■ **Your task**
Every entry must be copied word for word.

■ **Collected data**
───

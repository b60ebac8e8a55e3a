//! Oracle 8 and later.
//!
//! Every exact numeric type is a NUMBER. Auto-increment columns are
//! emulated with sequences, so there are no identity mappings and such
//! columns take their ordinary type.

use crate::error::Result;
use crate::model::ForeignKeyAction;
use crate::registry::SizeFormat;
use crate::types::JdbcType as J;

use super::{ColumnAlterSupport, Platform, PlatformInfo, TypeTables, PLAIN, PRECISION, SIZED};

const NAME: &str = "Oracle";

const TYPES: &[(&str, u64)] = &[
    ("NUMBER", 38),
    ("REAL", 0),
    ("FLOAT", 0),
    ("DOUBLE PRECISION", 0),
    ("CHAR", 2000),
    ("VARCHAR2", 4000),
    ("CLOB", 0),
    ("RAW", 2000),
    ("BLOB", 0),
    ("DATE", 0),
    ("TIMESTAMP", 0),
];

const SCALES: &[(&str, u32, u32)] = &[("NUMBER", 0, 127)];

const MAPPINGS: &[(J, &str, SizeFormat)] = &[
    (J::Char, "CHAR", SIZED),
    (J::Varchar, "VARCHAR2", SIZED),
    (J::LongVarchar, "CLOB", PLAIN),
    (J::Clob, "CLOB", PLAIN),
    (J::Numeric, "NUMBER", PRECISION),
    (J::Decimal, "NUMBER", PRECISION),
    (J::Bit, "NUMBER", PLAIN),
    (J::Boolean, "NUMBER", PLAIN),
    (J::TinyInt, "NUMBER", PRECISION),
    (J::SmallInt, "NUMBER", PRECISION),
    (J::Integer, "NUMBER", PRECISION),
    (J::BigInt, "NUMBER", PRECISION),
    (J::Real, "REAL", PLAIN),
    (J::Float, "FLOAT", PLAIN),
    (J::Double, "DOUBLE PRECISION", PLAIN),
    (J::Binary, "RAW", SIZED),
    (J::VarBinary, "RAW", SIZED),
    (J::LongVarBinary, "BLOB", PLAIN),
    (J::Blob, "BLOB", PLAIN),
    (J::Date, "DATE", PLAIN),
    (J::Time, "DATE", PLAIN),
    (J::Timestamp, "TIMESTAMP", PLAIN),
];

pub(super) fn platform() -> Result<Platform> {
    let types = TypeTables {
        types: TYPES,
        scales: SCALES,
        mappings: MAPPINGS,
        auto_increment: &[],
    }
    .build()?;

    let mut info = PlatformInfo::new(NAME);
    info.max_identifier_length = Some(30);
    info.column_alter = ColumnAlterSupport::WideningOnly;
    info.supported_on_update_actions = vec![ForeignKeyAction::NoAction];
    info.supported_on_delete_actions = vec![
        ForeignKeyAction::NoAction,
        ForeignKeyAction::Cascade,
        ForeignKeyAction::SetNull,
    ];
    info.set_default_size(J::TinyInt, 3);
    info.set_default_size(J::SmallInt, 5);
    info.set_default_size(J::Integer, 10);
    info.set_default_size(J::BigInt, 19);

    Ok(Platform::new(info, types))
}
//! Microsoft SQL Server.
//!
//! Identity is fixed when a column is created: switching it on or off
//! means rebuilding the table.

use crate::error::Result;
use crate::registry::SizeFormat;
use crate::types::JdbcType as J;

use super::{Platform, PlatformInfo, TypeTables, PLAIN, PRECISION, SIZED};

const NAME: &str = "MSSql";

const TYPES: &[(&str, u64)] = &[
    ("BIT", 1),
    ("TINYINT", 3),
    ("SMALLINT", 5),
    ("INT", 10),
    ("BIGINT", 19),
    ("DECIMAL", 38),
    ("NUMERIC", 38),
    ("REAL", 0),
    ("FLOAT", 0),
    ("CHAR", 8000),
    ("VARCHAR", 8000),
    ("TEXT", 0),
    ("BINARY", 8000),
    ("VARBINARY", 8000),
    ("IMAGE", 0),
    ("DATETIME", 0),
    ("TINYINT IDENTITY", 3),
    ("SMALLINT IDENTITY", 5),
    ("INT IDENTITY", 10),
    ("BIGINT IDENTITY", 19),
    ("NUMERIC IDENTITY", 38),
];

const SCALES: &[(&str, u32, u32)] = &[("DECIMAL", 0, 38), ("NUMERIC", 0, 38)];

const MAPPINGS: &[(J, &str, SizeFormat)] = &[
    (J::Char, "CHAR", SIZED),
    (J::Varchar, "VARCHAR", SIZED),
    (J::LongVarchar, "TEXT", PLAIN),
    (J::Clob, "TEXT", PLAIN),
    (J::Numeric, "NUMERIC", PRECISION),
    (J::Decimal, "DECIMAL", PRECISION),
    (J::Bit, "BIT", PLAIN),
    (J::Boolean, "BIT", PLAIN),
    (J::TinyInt, "TINYINT", PLAIN),
    (J::SmallInt, "SMALLINT", PLAIN),
    (J::Integer, "INT", PLAIN),
    (J::BigInt, "BIGINT", PLAIN),
    (J::Real, "REAL", PLAIN),
    (J::Float, "FLOAT", PLAIN),
    (J::Double, "FLOAT", PLAIN),
    (J::Binary, "BINARY", SIZED),
    (J::VarBinary, "VARBINARY", SIZED),
    (J::LongVarBinary, "IMAGE", PLAIN),
    (J::Blob, "IMAGE", PLAIN),
    (J::Date, "DATETIME", PLAIN),
    (J::Time, "DATETIME", PLAIN),
    (J::Timestamp, "DATETIME", PLAIN),
];

const AUTO_INCREMENT: &[(J, &str, SizeFormat)] = &[
    (J::TinyInt, "TINYINT IDENTITY", PLAIN),
    (J::SmallInt, "SMALLINT IDENTITY", PLAIN),
    (J::Integer, "INT IDENTITY", PLAIN),
    (J::BigInt, "BIGINT IDENTITY", PLAIN),
    (J::Numeric, "NUMERIC IDENTITY", PRECISION),
];

pub(super) fn platform() -> Result<Platform> {
    let types = TypeTables {
        types: TYPES,
        scales: SCALES,
        mappings: MAPPINGS,
        auto_increment: AUTO_INCREMENT,
    }
    .build()?;

    let mut info = PlatformInfo::new(NAME);
    info.max_identifier_length = Some(128);
    info.auto_increment_change_supported = false;
    info.add_auto_increment_column_supported = true;
    info.add_required_column_without_default_supported = false;
    info.database_operation_drivers = vec![
        "com.microsoft.sqlserver.jdbc.SQLServerDriver".into(),
        "net.sourceforge.jtds.jdbc.Driver".into(),
    ];
    for t in [J::Char, J::Varchar, J::Binary, J::VarBinary] {
        info.set_default_size(t, 254);
    }

    Ok(Platform::new(info, types))
}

───

■ **Exercise answer**
repository b60ebac8e8a55e3a
//! Oracle 8 and later.
//!
//! Every exact numeric type is a NUMBER. Auto-increment columns are
//! emulated with sequences, so there are no identity mappings and such
//! columns take their ordinary type.

use crate::error::Result;
use crate::model::ForeignKeyAction;
use crate::registry::SizeFormat;
use crate::types::JdbcType as J;

use super::{ColumnAlterSupport, Platform, PlatformInfo, TypeTables, PLAIN, PRECISION, SIZED};

const NAME: &str = "Oracle";

const TYPES: &[(&str, u64)] = &[
    ("NUMBER", 38),
    ("REAL", 0),
    ("FLOAT", 0),
    ("DOUBLE PRECISION", 0),
    ("CHAR", 2000),
    ("VARCHAR2", 4000),
    ("CLOB", 0),
    ("RAW", 2000),
    ("BLOB", 0),
    ("DATE", 0),
    ("TIMESTAMP", 0),
];

const SCALES: &[(&str, u32, u32)] = &[("NUMBER", 0, 127)];

const MAPPINGS: &[(J, &str, SizeFormat)] = &[
    (J::Char, "CHAR", SIZED),
    (J::Varchar, "VARCHAR2", SIZED),
    (J::LongVarchar, "CLOB", PLAIN),
    (J::Clob, "CLOB", PLAIN),
    (J::Numeric, "NUMBER", PRECISION),
    (J::Decimal, "NUMBER", PRECISION),
    (J::Bit, "NUMBER", PLAIN),
    (J::Boolean, "NUMBER", PLAIN),
    (J::TinyInt, "NUMBER", PRECISION),
    (J::SmallInt, "NUMBER", PRECISION),
    (J::Integer, "NUMBER", PRECISION),
    (J::BigInt, "NUMBER", PRECISION),
    (J::Real, "REAL", PLAIN),
    (J::Float, "FLOAT", PLAIN),
    (J::Double, "DOUBLE PRECISION", PLAIN),
    (J::Binary, "RAW", SIZED),
    (J::VarBinary, "RAW", SIZED),
    (J::LongVarBinary, "BLOB", PLAIN),
    (J::Blob, "BLOB", PLAIN),
    (J::Date, "DATE", PLAIN),
    (J::Time, "DATE", PLAIN),
    (J::Timestamp, "TIMESTAMP", PLAIN),
];

pub(super) fn platform() -> Result<Platform> {
    let types = TypeTables {
        types: TYPES,
        scales: SCALES,
        mappings: MAPPINGS,
        auto_increment: &[],
    }
    .build()?;

    let mut info = PlatformInfo::new(NAME);
    info.max_identifier_length = Some(30);
    info.column_alter = ColumnAlterSupport::WideningOnly;
    info.supported_on_update_actions = vec![ForeignKeyAction::NoAction];
    info.supported_on_delete_actions = vec![
        ForeignKeyAction::NoAction,
        ForeignKeyAction::Cascade,
        ForeignKeyAction::SetNull,
    ];
    info.set_default_size(J::TinyInt, 3);
    info.set_default_size(J::SmallInt, 5);
    info.set_default_size(J::Integer, 10);
    info.set_default_size(J::BigInt, 19);

    Ok(Platform::new(info, types))
}
//! Microsoft SQL Server.
//!
//! Identity is fixed when a column is created: switching it on or off
//! means rebuilding the table.

use crate::error::Result;
use crate::registry::SizeFormat;
use crate::types::JdbcType as J;

use super::{Platform, PlatformInfo, TypeTables, PLAIN, PRECISION, SIZED};

const NAME: &str = "MSSql";

const TYPES: &[(&str, u64)] = &[
    ("BIT", 1),
    ("TINYINT", 3),
    ("SMALLINT", 5),
    ("INT", 10),
    ("BIGINT", 19),
    ("DECIMAL", 38),
    ("NUMERIC", 38),
    ("REAL", 0),
    ("FLOAT", 0),
    ("CHAR", 8000),
    ("VARCHAR", 8000),
    ("TEXT", 0),
    ("BINARY", 8000),
    ("VARBINARY", 8000),
    ("IMAGE", 0),
    ("DATETIME", 0),
    ("TINYINT IDENTITY", 3),
    ("SMALLINT IDENTITY", 5),
    ("INT IDENTITY", 10),
    ("BIGINT IDENTITY", 19),
    ("NUMERIC IDENTITY", 38),
];

const SCALES: &[(&str, u32, u32)] = &[("DECIMAL", 0, 38), ("NUMERIC", 0, 38)];

const MAPPINGS: &[(J, &str, SizeFormat)] = &[
    (J::Char, "CHAR", SIZED),
    (J::Varchar, "VARCHAR", SIZED),
    (J::LongVarchar, "TEXT", PLAIN),
    (J::Clob, "TEXT", PLAIN),
    (J::Numeric, "NUMERIC", PRECISION),
    (J::Decimal, "DECIMAL", PRECISION),
    (J::Bit, "BIT", PLAIN),
    (J::Boolean, "BIT", PLAIN),
    (J::TinyInt, "TINYINT", PLAIN),
    (J::SmallInt, "SMALLINT", PLAIN),
    (J::Integer, "INT", PLAIN),
    (J::BigInt, "BIGINT", PLAIN),
    (J::Real, "REAL", PLAIN),
    (J::Float, "FLOAT", PLAIN),
    (J::Double, "FLOAT", PLAIN),
    (J::Binary, "BINARY", SIZED),
    (J::VarBinary, "VARBINARY", SIZED),
    (J::LongVarBinary, "IMAGE", PLAIN),
    (J::Blob, "IMAGE", PLAIN),
    (J::Date, "DATETIME", PLAIN),
    (J::Time, "DATETIME", PLAIN),
    (J::Timestamp, "DATETIME", PLAIN),
];

const AUTO_INCREMENT: &[(J, &str, SizeFormat)] = &[
    (J::TinyInt, "TINYINT IDENTITY", PLAIN),
    (J::SmallInt, "SMALLINT IDENTITY", PLAIN),
    (J::Integer, "INT IDENTITY", PLAIN),
    (J::BigInt, "BIGINT IDENTITY", PLAIN),
    (J::Numeric, "NUMERIC IDENTITY", PRECISION),
];

pub(super) fn platform() -> Result<Platform> {
    let types = TypeTables {
        types: TYPES,
        scales: SCALES,
        mappings: MAPPINGS,
        auto_increment: AUTO_INCREMENT,
    }
    .build()?;

    let mut info = PlatformInfo::new(NAME);
    info.max_identifier_length = Some(128);
    info.auto_increment_change_supported = false;
    info.add_auto_increment_column_supported = true;
    info.add_required_column_without_default_supported = false;
    info.database_operation_drivers = vec![
        "com.microsoft.sqlserver.jdbc.SQLServerDriver".into(),
        "net.sourceforge.jtds.jdbc.Driver".into(),
    ];
    for t in [J::Char, J::Varchar, J::Binary, J::VarBinary] {
        info.set_default_size(t, 254);
    }

    Ok(Platform::new(info, types))
}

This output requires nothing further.